- _Work instruction_
Could you copy every line in the listing below that has the word "collect"?

***** Excerpted records *****

//! Labelled sample sets
//!
//! The core never touches images. A [`Dataset`] holds one row per sample:
//! a stable identifier, a feature vector the trainable backend understands
//! (pre-extracted embeddings for the linear probe, or whatever key the
//! external image loader needs), and a binary label.

use crate::error::{PipelineError, Result};
use ndarray::{concatenate, Array1, Array2, Axis};
use polars::prelude::*;
use rand::seq::SliceRandom;
use rand::SeedableRng;
use rand_chacha::ChaCha8Rng;
use std::path::Path;

/// Binary-labelled sample set
#[derive(Debug, Clone)]
pub struct Dataset {
    ids: Vec<String>,
    features: Array2<f64>,
    labels: Array1<u8>,
}

impl Dataset {
    /// Create a dataset, checking shapes and that every label is 0 or 1
    pub fn new(ids: Vec<String>, features: Array2<f64>, labels: Array1<u8>) -> Result<Self> {
        if ids.len() != features.nrows() || labels.len() != features.nrows() {
            return Err(PipelineError::ShapeError {
                expected: format!("{} ids and labels", features.nrows()),
                actual: format!("{} ids, {} labels", ids.len(), labels.len()),
            });
        }
        if let Some(bad) = labels.iter().find(|&&l| l > 1) {
            return Err(PipelineError::InvalidInput(format!(
                "labels must be 0 or 1, found {}",
                bad
            )));
        }
        Ok(Self { ids, features, labels })
    }

    /// Create a dataset with generated `sample-{i}` identifiers
    pub fn from_arrays(features: Array2<f64>, labels: Array1<u8>) -> Result<Self> {
        let ids = (0..features.nrows()).map(|i| format!("sample-{}", i)).collect();
        Self::new(ids, features, labels)
    }

    pub fn len(&self) -> usize {
        self.labels.len()
    }

    pub fn is_empty(&self) -> bool {
        self.labels.is_empty()
    }

    pub fn n_features(&self) -> usize {
        self.features.ncols()
    }

    pub fn ids(&self) -> &[String] {
        &self.ids
    }

    pub fn features(&self) -> &Array2<f64> {
        &self.features
    }

    pub fn labels(&self) -> &Array1<u8> {
        &self.labels
    }

    /// (n0, n1): number of true class-0 and class-1 samples
    pub fn class_counts(&self) -> (usize, usize) {
        let n1 = self.labels.iter().filter(|&&l| l == 1).count();
        (self.len() - n1, n1)
    }

    /// Rows at the given indices, in index order
    pub fn select(&self, indices: &[usize]) -> Dataset {
        Dataset {
            ids: indices.iter().map(|&i| self.ids[i].clone()).collect(),
            features: self.features.select(Axis(0), indices),
            labels: self.labels.select(Axis(0), indices),
        }
    }

    /// Row-wise union of two datasets (used for train ∪ validation)
    pub fn concat(&self, other: &Dataset) -> Result<Dataset> {
        if self.n_features() != other.n_features() {
            return Err(PipelineError::ShapeError {
                expected: format!("{} features", self.n_features()),
                actual: format!("{} features", other.n_features()),
            });
        }
        let features = concatenate(Axis(0), &[self.features.view(), other.features.view()])?;
        let labels = concatenate(Axis(0), &[self.labels.view(), other.labels.view()])?;
        let ids = self.ids.iter().chain(other.ids.iter()).cloned().collect();
        Ok(Dataset { ids, features, labels })
    }

    /// Stratified train/holdout split.
    ///
    /// Each class contributes `round(fraction * n_class)` samples (at least one)
    /// to the holdout side.
    pub fn stratified_holdout(&self, fraction: f64, seed: u64) -> Result<(Dataset, Dataset)> {
        if !(fraction > 0.0 && fraction < 1.0) {
            return Err(PipelineError::InvalidInput(format!(
                "holdout fraction must lie in (0, 1), got {}",
                fraction
            )));
        }

        let mut rng = ChaCha8Rng::seed_from_u64(seed);
        let mut train_idx = Vec::new();
        let mut holdout_idx = Vec::new();

        for class in [0u8, 1u8] {
            let mut members: Vec<usize> = self
                .labels
                .iter()
                .enumerate()
                .filter(|(_, &l)| l == class)
                .map(|(i, _)| i)
                .collect();
            if members.len() < 2 {
                return Err(PipelineError::DataError(format!(
                    "class {} has {} samples, need at least 2 for a stratified holdout",
                    class,
                    members.len()
                )));
            }
            members.shuffle(&mut rng);
            let n_holdout = ((members.len() as f64 * fraction).round() as usize)
                .clamp(1, members.len() - 1);
            holdout_idx.extend_from_slice(&members[..n_holdout]);
            train_idx.extend_from_slice(&members[n_holdout..]);
        }

        train_idx.sort_unstable();
        holdout_idx.sort_unstable();
        Ok((self.select(&train_idx), self.select(&holdout_idx)))
    }

    /// Load a labelled dataset from CSV.
    ///
    /// `id_column` is optional in the file (row numbers are used when absent);
    /// every other column except `label_column` is a numeric feature.
    pub fn from_csv(path: impl AsRef<Path>, id_column: &str, label_column: &str) -> Result<Self> {
        let table = FeatureTable::from_csv(path, id_column, Some(label_column))?;
        let labels = table.labels.ok_or_else(|| {
            PipelineError::DataError(format!("label column '{}' not found", label_column))
        })?;
        Self::new(table.ids, table.features, labels)
    }
}

/// Unlabelled (or optionally labelled) feature rows read from disk
#[derive(Debug, Clone)]
pub struct FeatureTable {
    pub ids: Vec<String>,
    pub features: Array2<f64>,
    pub labels: Option<Array1<u8>>,
}

impl FeatureTable {
    /// Read a CSV file; `label_column` is excluded from features and parsed
    /// as labels when present
    pub fn from_csv(
        path: impl AsRef<Path>,
        id_column: &str,
        label_column: Option<&str>,
    ) -> Result<Self> {
        let df = CsvReadOptions::default()
            .with_infer_schema_length(Some(1000))
            .with_has_header(true)
            .try_into_reader_with_file_path(Some(path.as_ref().to_path_buf()))?
            .finish()?;

        let names: Vec<String> = df
            .get_column_names()
            .iter()
            .map(|n| n.as_str().to_string())
            .collect();

        let ids: Vec<String> = if names.iter().any(|n| n == id_column) {
            let series = df
                .column(id_column)?
                .as_materialized_series()
                .cast(&DataType::String)?;
            series
                .str()?
                .into_iter()
                .enumerate()
                .map(|(i, v)| v.map(str::to_string).unwrap_or_else(|| format!("row-{}", i)))
                .collect()
        } else {
            (0..df.height()).map(|i| format!("row-{}", i)).collect()
        };

        let labels = match label_column {
            Some(col) if names.iter().any(|n| n == col) => {
                let values = numeric_column(&df, col)?;
                let labels = values
                    .iter()
                    .map(|&v| match v {
                        v if v == 0.0 => Ok(0u8),
                        v if v == 1.0 => Ok(1u8),
                        other => Err(PipelineError::InvalidInput(format!(
                            "label column '{}' contains non-binary value {}",
                            col, other
                        ))),
                    })
                    .collect::<Result<Vec<u8>>>()?;
                Some(Array1::from_vec(labels))
            }
            _ => None,
        };

        let feature_names: Vec<&String> = names
            .iter()
            .filter(|n| n.as_str() != id_column && Some(n.as_str()) != label_column)
            .collect();
        if feature_names.is_empty() {
            return Err(PipelineError::DataError("no feature columns found".to_string()));
        }

        let mut features = Array2::zeros((df.height(), feature_names.len()));
        for (j, name) in feature_names.iter().enumerate() {
            let values = numeric_column(&df, name)?;
            for (i, v) in values.into_iter().enumerate() {
                features[[i, j]] = v;
            }
        }

        Ok(Self { ids, features, labels })
    }
}

fn numeric_column(df: &DataFrame, name: &str) -> Result<Vec<f64>> {
    let series = df
        .column(name)?
        .as_materialized_series()
        .cast(&DataType::Float64)?;
    series
        .f64()?
        .into_iter()
        .enumerate()
        .map(|(i, v)| {
            v.filter(|x| x.is_finite()).ok_or_else(|| {
                PipelineError::DataError(format!("column '{}' row {} is missing or not numeric", name, i))
            })
        })
        .collect()
}

#[cfg(test)]
mod tests {
    use super::*;
    use ndarray::array;
    use std::io::Write;

    fn toy() -> Dataset {
        let features = Array2::from_shape_fn((10, 2), |(i, j)| (i * 2 + j) as f64);
        let labels = array![0, 0, 0, 0, 0, 0, 1, 1, 1, 1];
        Dataset::from_arrays(features, labels).unwrap()
    }

    #[test]
    fn test_non_binary_label_rejected() {
        let features = Array2::zeros((2, 1));
        let result = Dataset::from_arrays(features, array![0, 2]);
        assert!(matches!(result, Err(PipelineError::InvalidInput(_))));
    }

    #[test]
    fn test_class_counts() {
        assert_eq!(toy().class_counts(), (6, 4));
    }

    #[test]
    fn test_select_and_concat() {
        let ds = toy();
        let a = ds.select(&[0, 6]);
        let b = ds.select(&[1, 7, 8]);
        let joined = a.concat(&b).unwrap();
        assert_eq!(joined.len(), 5);
        assert_eq!(joined.class_counts(), (2, 3));
        assert_eq!(joined.ids()[2], "sample-1");
    }

    #[test]
    fn test_stratified_holdout_is_disjoint_and_stratified() {
        let ds = toy();
        let (train, holdout) = ds.stratified_holdout(0.25, 3).unwrap();
        assert_eq!(train.len() + holdout.len(), ds.len());
        let (h0, h1) = holdout.class_counts();
        assert!(h0 >= 1 && h1 >= 1);
        for id in holdout.ids() {
            assert!(!train.ids().contains(id));
        }
    }

    #[test]
    fn test_from_csv() {
        let mut file = tempfile::Builder::new().suffix(".csv").tempfile().unwrap();
        writeln!(file, "id,f1,f2,label").unwrap();
        writeln!(file, "a,0.5,1.0,0").unwrap();
        writeln!(file, "b,1.5,2.0,1").unwrap();
        writeln!(file, "c,2.5,3.0,1").unwrap();
        file.flush().unwrap();

        let ds = Dataset::from_csv(file.path(), "id", "label").unwrap();
        assert_eq!(ds.len(), 3);
        assert_eq!(ds.n_features(), 2);
        assert_eq!(ds.ids(), &["a".to_string(), "b".to_string(), "c".to_string()]);
        assert_eq!(ds.class_counts(), (1, 2));
        assert_eq!(ds.features()[[2, 1]], 3.0);
    }
}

*****

- _Task solution_
        let ids = (0..features.nrows()).map(|i| format!("sample-{}", i)).collect();
            ids: indices.iter().map(|&i| self.ids[i].clone()).collect(),
        let ids = self.ids.iter().chain(other.ids.iter()).cloned().collect();
                .collect();
            .collect();
                .collect()
            (0..df.height()).map(|i| format!("row-{}", i)).collect()
                    .collect::<Result<Vec<u8>>>()?;
            .collect();
        .collect()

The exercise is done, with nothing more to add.